= 123rd IOC Session =

The 123rd International Olympic Committee Session (or the 2011 International Olympic Committee Session, the 123rd IOC Session or the 2011 IOC Session) was held in July 2011 at the Inkosi Albert Luthuli International Convention Centre in Durban, South Africa. At the session, Pyeongchang, South Korea was announced as the host city of the 2018 Olympic Winter Games and Paralympic Winter Games.

==Events==
The International Olympic Committee officially announced Durban as the host city of the 123rd IOC Session at the 120th IOC Session in Beijing, People's Republic of China on 7 August 2008, before the 2008 Summer Olympics. (In April 2008, the IOC had announced Hong Kong and Durban as the two candidates to host this 2011 IOC Session.)

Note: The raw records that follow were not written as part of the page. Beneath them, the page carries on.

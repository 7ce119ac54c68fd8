//! Breakpoint Registry - Ordered, read-only breakpoint lookup.
//!
//! Built once at startup, then shared as `Rc<BreakpointRegistry>`.
//! Definitions are kept sorted by descending priority so iteration order
//! is the resolution order.

use std::collections::HashMap;

use crate::error::{ResponsiveError, Result};

use super::config::BreakpointConfig;
use super::defaults::default_breakpoints;
use super::definition::BreakpointDefinition;

/// Ordered collection of breakpoint definitions, unique by alias,
/// priority and suffix.
#[derive(Debug, Clone, Default)]
pub struct BreakpointRegistry {
    items: Vec<BreakpointDefinition>,
    by_alias: HashMap<String, usize>,
}

impl BreakpointRegistry {
    /// Create an empty registry.
    pub fn new() -> Self {
        Self::default()
    }

    /// Registry holding the standard responsive and orientation breakpoints.
    pub fn with_defaults() -> Self {
        let mut registry = Self::new();
        for def in default_breakpoints() {
            // The default table is unique by construction.
            registry.insert_unchecked(def);
        }
        registry
    }

    /// Build a registry from definitions, failing on the first conflict.
    pub fn from_definitions<I>(defs: I) -> Result<Self>
    where
        I: IntoIterator<Item = BreakpointDefinition>,
    {
        let mut registry = Self::new();
        for def in defs {
            registry.register(def)?;
        }
        Ok(registry)
    }

    /// Build a registry from a decoded configuration.
    pub fn from_config(config: &BreakpointConfig) -> Result<Self> {
        let mut registry = if config.include_defaults {
            Self::with_defaults()
        } else {
            Self::new()
        };
        for spec in &config.breakpoints {
            registry.register(spec.to_definition())?;
        }
        Ok(registry)
    }

    /// Register a breakpoint.
    ///
    /// Fails fast on a duplicate alias, priority or suffix; existing
    /// definitions are never overridden.
    pub fn register(&mut self, def: BreakpointDefinition) -> Result<()> {
        if self.by_alias.contains_key(&def.alias) {
            return Err(ResponsiveError::DuplicateAlias(def.alias));
        }
        if let Some(existing) = self.items.iter().find(|it| it.priority == def.priority) {
            return Err(ResponsiveError::DuplicatePriority {
                alias: def.alias,
                priority: def.priority,
                existing: existing.alias.clone(),
            });
        }
        if let Some(existing) = self.items.iter().find(|it| it.suffix == def.suffix) {
            return Err(ResponsiveError::DuplicateSuffix {
                alias: def.alias,
                suffix: def.suffix,
                existing: existing.alias.clone(),
            });
        }
        tracing::trace!(alias = %def.alias, priority = def.priority, "registering breakpoint");
        self.insert_unchecked(def);
        Ok(())
    }

    fn insert_unchecked(&mut self, def: BreakpointDefinition) {
        let position = self
            .items
            .iter()
            .position(|it| it.priority < def.priority)
            .unwrap_or(self.items.len());
        self.items.insert(position, def);
        self.reindex();
    }

    fn reindex(&mut self) {
        self.by_alias = self
            .items
            .iter()
            .enumerate()
            .map(|(index, it)| (it.alias.clone(), index))
            .collect();
    }

    /// Find a definition by alias.
    pub fn find(&self, alias: &str) -> Option<&BreakpointDefinition> {
        self.by_alias.get(alias).map(|&index| &self.items[index])
    }

    /// Like [`find`](Self::find), but reports a missing alias as an error.
    pub fn get(&self, alias: &str) -> Result<&BreakpointDefinition> {
        self.find(alias)
            .ok_or_else(|| ResponsiveError::UnknownBreakpoint(alias.to_string()))
    }

    /// Find a definition by its input-key suffix.
    pub fn find_by_suffix(&self, suffix: &str) -> Option<&BreakpointDefinition> {
        self.items.iter().find(|it| it.suffix == suffix)
    }

    /// Whether the alias is registered.
    pub fn contains(&self, alias: &str) -> bool {
        self.by_alias.contains_key(alias)
    }

    /// All definitions, highest priority first.
    ///
    /// The iterator is lazy and borrows the registry, so calling `all()`
    /// again restarts from the top.
    pub fn all(&self) -> impl Iterator<Item = &BreakpointDefinition> + '_ {
        self.items.iter()
    }

    /// All aliases, highest priority first.
    pub fn aliases(&self) -> impl Iterator<Item = &str> + '_ {
        self.items.iter().map(|it| it.alias.as_str())
    }

    /// Number of registered breakpoints.
    pub fn len(&self) -> usize {
        self.items.len()
    }

    /// Whether the registry is empty.
    pub fn is_empty(&self) -> bool {
        self.items.is_empty()
    }
}

#[cfg(test)]
mod tests {
    use super::*;

    fn bp(alias: &str, priority: i32) -> BreakpointDefinition {
        BreakpointDefinition::new(alias, format!("(min-width: {}px)", priority * 100), priority)
    }

    #[test]
    fn test_register_and_find() {
        let mut registry = BreakpointRegistry::new();
        registry.register(bp("xs", 1)).unwrap();
        registry.register(bp("gt-md", 3)).unwrap();

        assert_eq!(registry.len(), 2);
        assert_eq!(registry.find("gt-md").unwrap().suffix, "GtMd");
        assert!(registry.find("md").is_none());
        assert_eq!(registry.find_by_suffix("Xs").unwrap().alias, "xs");
    }

    #[test]
    fn test_duplicate_alias_fails() {
        let mut registry = BreakpointRegistry::new();
        registry.register(bp("xs", 1)).unwrap();

        let err = registry.register(bp("xs", 2)).unwrap_err();
        assert_eq!(err, ResponsiveError::DuplicateAlias("xs".to_string()));
        // Original definition is untouched.
        assert_eq!(registry.find("xs").unwrap().priority, 1);
    }

    #[test]
    fn test_duplicate_priority_fails() {
        let mut registry = BreakpointRegistry::new();
        registry.register(bp("xs", 1)).unwrap();

        let err = registry.register(bp("sm", 1)).unwrap_err();
        assert!(matches!(err, ResponsiveError::DuplicatePriority { ref existing, .. } if existing == "xs"));
    }

    #[test]
    fn test_duplicate_suffix_fails() {
        let mut registry = BreakpointRegistry::new();
        registry.register(bp("xs", 1)).unwrap();

        let err = registry
            .register(bp("phone", 2).with_suffix("Xs"))
            .unwrap_err();
        assert!(matches!(err, ResponsiveError::DuplicateSuffix { .. }));
    }

    #[test]
    fn test_all_is_ordered_and_restartable() {
        let registry =
            BreakpointRegistry::from_definitions([bp("md", 2), bp("xs", 1), bp("gt-md", 3)]).unwrap();

        let first: Vec<&str> = registry.aliases().collect();
        assert_eq!(first, vec!["gt-md", "md", "xs"]);

        let second: Vec<i32> = registry.all().map(|it| it.priority).collect();
        assert_eq!(second, vec![3, 2, 1]);
    }

    #[test]
    fn test_get_unknown() {
        let registry = BreakpointRegistry::new();
        assert_eq!(
            registry.get("xl").unwrap_err(),
            ResponsiveError::UnknownBreakpoint("xl".to_string())
        );
    }

    #[test]
    fn test_defaults_are_consistent() {
        let registry = BreakpointRegistry::with_defaults();
        assert!(registry.contains("xs"));
        assert!(registry.contains("gt-lg"));
        assert!(registry.contains("handset.portrait"));

        // Re-registering the defaults one by one must succeed.
        let rebuilt = BreakpointRegistry::from_definitions(registry.all().cloned()).unwrap();
        assert_eq!(rebuilt.len(), registry.len());
    }
}
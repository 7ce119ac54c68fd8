//! Directives - Bindings that turn resolved inputs into element output.
//!
//! Each directive owns one [`ResponsiveInputResolver`](crate::resolver::ResponsiveInputResolver)
//! and writes through a [`HostElement`]:
//!
//! - [`ClassDirective`] - responsive class lists
//! - [`LayoutWrapDirective`] - responsive `flex-wrap`
//!
//! Lifecycle: set inputs, `init()` once, set inputs again at will,
//! `destroy()` (or drop) at teardown.

mod class;
mod host;
mod layout_wrap;

pub use class::{ClassDirective, ClassValue, CLASS_KEY};
pub use host::{apply_styles, HostElement, StyleMap, StyledElement};
pub use layout_wrap::{build_css, LayoutDirection, LayoutWrapDirective, WrapMode, DEFAULT_WRAP, WRAP_KEY};

use crate::error::Result;
use crate::media::MediaMonitor;

/// Cache key for `base` at `breakpoint`, or `base` itself for the base input.
///
/// The suffix comes from the registry, so every registered alias is a
/// valid input without per-alias setters.
pub fn input_key(monitor: &MediaMonitor, base: &str, breakpoint: Option<&str>) -> Result<String> {
    match breakpoint {
        None => Ok(base.to_string()),
        Some(alias) => Ok(monitor.registry().get(alias)?.key_for(base)),
    }
}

IOC withdrew recognition of the NOC of the Netherlands Antilles following the formal dissolution of Netherlands Antilles on 10 October 2010. The athletes of the five islands comprising the Netherlands Antilles were allowed to qualify and compete in the 2012 Olympic Games as independent athletes under the Olympic flag.

The sport of floorball was granted full IOC recognition.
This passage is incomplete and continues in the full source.